Giving Employees Title and Work E-Mail Addresses and Phone Numbers Created Apparent Authority for Them to Act

On July 25, 2025, the Fourth Department issued a decision in Canfield Funding, LLC v. Focalpointe Group, LLC, 2025 NY Slip Op. 04374, holding that giving employees job titles and work e-mail addresses and phone numbers created apparent authority to act for their employer, explaining:

UHG/Optum defendants contend that plaintiff’s allegations are insufficient to establish that the four employees had apparent authority to bind UHG/Optum defendants. We disagree. A principal may be held liable in tort for the misuse by its agent of their apparent authority to defraud a third party who reasonably relies on the appearance of authority, even if the agent commits the fraud solely for their personal benefit, and to the detriment of the principal. Liability is based upon the fact that the agent’s position facilitates the consummation of the fraud, in that from the point of view of the third person the transaction seems regular on its face and the agent appears to be acting in the ordinary course of the business confided to them. The reason for this rule is that the principal, by virtue of its ability to select its agents and to exercise control over them is in a better position than third parties to prevent the perpetration of fraud by such agents through the misuse of their positions. Thus, the principal should not escape liability when an innocent third person suffers a loss as the result of an agent’s abuse, for [their] own fraudulent purposes, of the third person’s reasonable reliance on the apparent authority with which the principal has invested the agent.

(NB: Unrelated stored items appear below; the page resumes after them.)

//! Outcomes of command dispatch.
//!
//! Handlers only reply and set flags; anything that reboots the node is
//! handed back to the [`NodeService`](super::service::NodeService) as a
//! [`CommandAction`], which performs it after the reply has been sent.

/// Deferred side effect requested by a command handler.
#[derive(Debug, Clone, Copy, PartialEq, Eq)]
pub enum CommandAction {
    /// Nothing beyond the reply.
    None,
    /// Persist `reason` and restart.
    Reset { reason: &'static str },
    /// Invalidate the device record, persist `reason` and restart.
    Reconfigure { reason: &'static str },
}

/// What a handler produced for one datagram.
#[derive(Debug, Clone, PartialEq, Eq)]
pub struct CommandReply {
    /// Text unicast back to the sender.
    pub reply: Option<String>,
    pub action: CommandAction,
}

impl CommandReply {
    pub fn text(reply: impl Into<String>) -> Self {
        Self {
            reply: Some(reply.into()),
            action: CommandAction::None,
        }
    }

    pub fn silent() -> Self {
        Self {
            reply: None,
            action: CommandAction::None,
        }
    }

    pub fn then(mut self, action: CommandAction) -> Self {
        self.action = action;
        self
    }
}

Essential to the creation of apparent authority are words or conduct of the principal, communicated to a third party, that give rise to the appearance and belief that the agent possesses authority to enter into a transaction. The agent cannot by their own acts imbue themselves with apparent authority. Rather, the existence of apparent authority depends upon a factual showing that the third party relied upon the misrepresentation of the agent because of some misleading conduct on the part of the principal—not the agent.

Here, plaintiff alleges that the four employees had apparent authority to bind UHG/Optum defendants. Plaintiff alleges that UHG/Optum defendants allowed the four employees to use email accounts and telephones of UHG/Optum defendants during work hours to communicate with plaintiff over a six-year period. The job titles and responsibilities that UHG/Optum defendants gave to the four employees aligned with the transaction that plaintiff sought to verify, i.e., payment for IT staffing, and UHG/Optum defendants, through employee number three, a Vice President, confirmed the existence of a debt owed to Focalpointe and that employee number one was the appropriate contact with respect to financial matters concerning UHG/Optum defendants. Thus, plaintiff sufficiently alleges that UHG/Optum defendants created an appearance of authority on which plaintiff reasonably relied, thereby enabling the agents to successfully perpetrate the tort” of fraudulent misrepresentation.

(Internal quotations and citations omitted).